Corned Beef Roast is a traditional dish known for its tender, flavorful meat that is perfect for a hearty meal. This dish is often associated with St. Patrick’s Day but can be enjoyed year-round. Slow-cooking the corned beef with aromatic spices and vegetables ensures a delicious and satisfying result. Serve it with mustard or horseradish sauce for an extra kick.
Preparation Time:
- Prep time: 15 minutes
- Cook time: 3-4 hours (or longer for extra tenderness)
- Total time: 3.5-4.5 hours
Ingredients:
- 3-4 pounds (1.4-1.8 kg) corned beef brisket, with spice packet
- 1 large onion, quartered
- 3 cloves garlic, smashed
- 2 bay leaves
- 1 tablespoon black peppercorns
- 1 tablespoon mustard seeds
- 1 teaspoon whole cloves
- 4-5 large carrots, peeled and cut into large chunks
- 4-5 potatoes, peeled and cut into large chunks
- 1 small head of cabbage, cut into wedges
- 4 cups (1 liter) water or beef broth
- 2 tablespoons apple cider vinegar
- 1 tablespoon brown sugar
Instructions:
1. Prepare the Beef and Vegetables:
- Rinse the corned beef brisket under cold water to remove excess brine and pat dry with paper towels.
- Place the brisket in a large pot or Dutch oven.
2. Add Aromatics and Spices:
- Add the quartered onion, smashed garlic, bay leaves, black peppercorns, mustard seeds, and whole cloves to the pot.
- If your corned beef comes with a spice packet, add that as well.
3. Add Liquid and Simmer:
- Pour in the water or beef broth to cover the brisket.
- Add apple cider vinegar and brown sugar to the pot.
- Bring the liquid to a boil over high heat. Once boiling, reduce the heat to low, cover the pot, and simmer for 2.5-3 hours, or until the beef is tender.
4. Add Vegetables:
- Add the carrots and potatoes to the pot during the last hour of cooking.
- Add the cabbage wedges during the last 30 minutes of cooking.
- Ensure the vegetables are submerged in the liquid to cook evenly.
5. Check for Doneness:
- The corned beef is done when it is fork-tender and reaches an internal temperature of at least 145°F (63°C).
- Remove the corned beef from the pot and let it rest on a cutting board for 10 minutes before slicing.
6. Serve:
- Slice the corned beef against the grain into thin slices.
- Serve with the cooked vegetables, and a little of the cooking liquid spooned over the top for extra flavor.
- Offer mustard or horseradish sauce on the side.
Cooking Tips:
- For extra tenderness, cook the corned beef longer on a lower heat setting.
- If using a slow cooker, cook on low for 8-10 hours or on high for 4-6 hours.
- Leftover corned beef can be used for sandwiches or hash.
Why You’ll Love This Recipe:
- Flavorful and Tender: Slow-cooking ensures the corned beef is tender and infused with aromatic spices.

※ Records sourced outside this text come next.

use anyhow::Result;

use crate::config::Config;
use crate::generator::context::GeneratorContext;
use crate::generator::{MemoryScope, ScopedKeys};
use crate::types::request::GenerationRequest;
use crate::types::research::ResearchContext;

pub mod papers;
pub mod web;

use web::{SearchProvider, SerpApiClient};

/// 调研上下文的缓存类别
const CACHE_CATEGORY: &str = "research";

/// 执行调研阶段 — 按主题读穿缓存，未命中时并发抓取两路上下文。
/// 两路子调用互相独立，任何一路失败都各自降级，绝不中断流水线
pub async fn execute(context: &GeneratorContext, request: &GenerationRequest) -> Result<()> {
    println!("🔍 正在收集调研上下文: {}", request.topic());

    let cache_manager = context.cache_manager.read().await;

    if context.config.force_refresh {
        cache_manager.expire(CACHE_CATEGORY, request.topic()).await?;
    }

    // 读穿缓存：一小时窗口内同一主题直接复用，过期后重抓并整体替换
    if let Some(cached) = cache_manager
        .get::<ResearchContext>(CACHE_CATEGORY, request.topic())
        .await?
    {
        println!("⚡ 命中调研缓存，直接复用");
        context
            .store_to_memory(MemoryScope::RESEARCH, ScopedKeys::CONTEXT, cached)
            .await?;
        return Ok(());
    }

    let research = fetch(&context.config, request.topic()).await;

    // 缓存写入失败只告警，不影响主流程
    if let Err(e) = cache_manager
        .put(CACHE_CATEGORY, request.topic(), &research)
        .await
    {
        eprintln!("⚠️ 调研缓存写入失败: {}", e);
    }

    context
        .store_to_memory(MemoryScope::RESEARCH, ScopedKeys::CONTEXT, research)
        .await?;
    Ok(())
}

/// 抓取一份全新的调研上下文。两路抓取并发执行，顺序不可观测
pub async fn fetch(config: &Config, topic: &str) -> ResearchContext {
    let search = SerpApiClient::new(config.search.clone());
    let (web_summary, papers) = futures::join!(
        fetch_web_summary(&search, topic),
        papers::fetch_papers(&config.papers, topic)
    );
    ResearchContext::new(web_summary, papers)
}

/// 网络摘要子调用 — 任何失败都降级为空文本并给出用户可见的警告，绝不向调用方抛错
pub async fn fetch_web_summary(provider: &dyn SearchProvider, topic: &str) -> String {
    let query = format!("project ideas for {}", topic);
    match provider.search(&query).await {
        Ok(summary) => summary,
        Err(e) => {
            eprintln!("⚠️ 网络搜索失败，本轮提示词将缺少网络摘要: {}", e);
            String::new()
        }
    }
}

// Include tests
#[cfg(test)]
mod tests;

- Hearty and Satisfying: The combination of meat and vegetables makes this a complete and hearty meal.
- Traditional Comfort Food: Perfect for family gatherings or special occasions.
Conclusion:
Corned Beef Roast is a classic and comforting dish that’s perfect for any time of year. With its tender, flavorful meat and hearty vegetables, it’s a meal that brings warmth and satisfaction to the table. Follow this recipe for a delicious corned beef roast that’s sure to become a favorite in your household. Enjoy the rich flavors and comforting goodness of this traditional dish!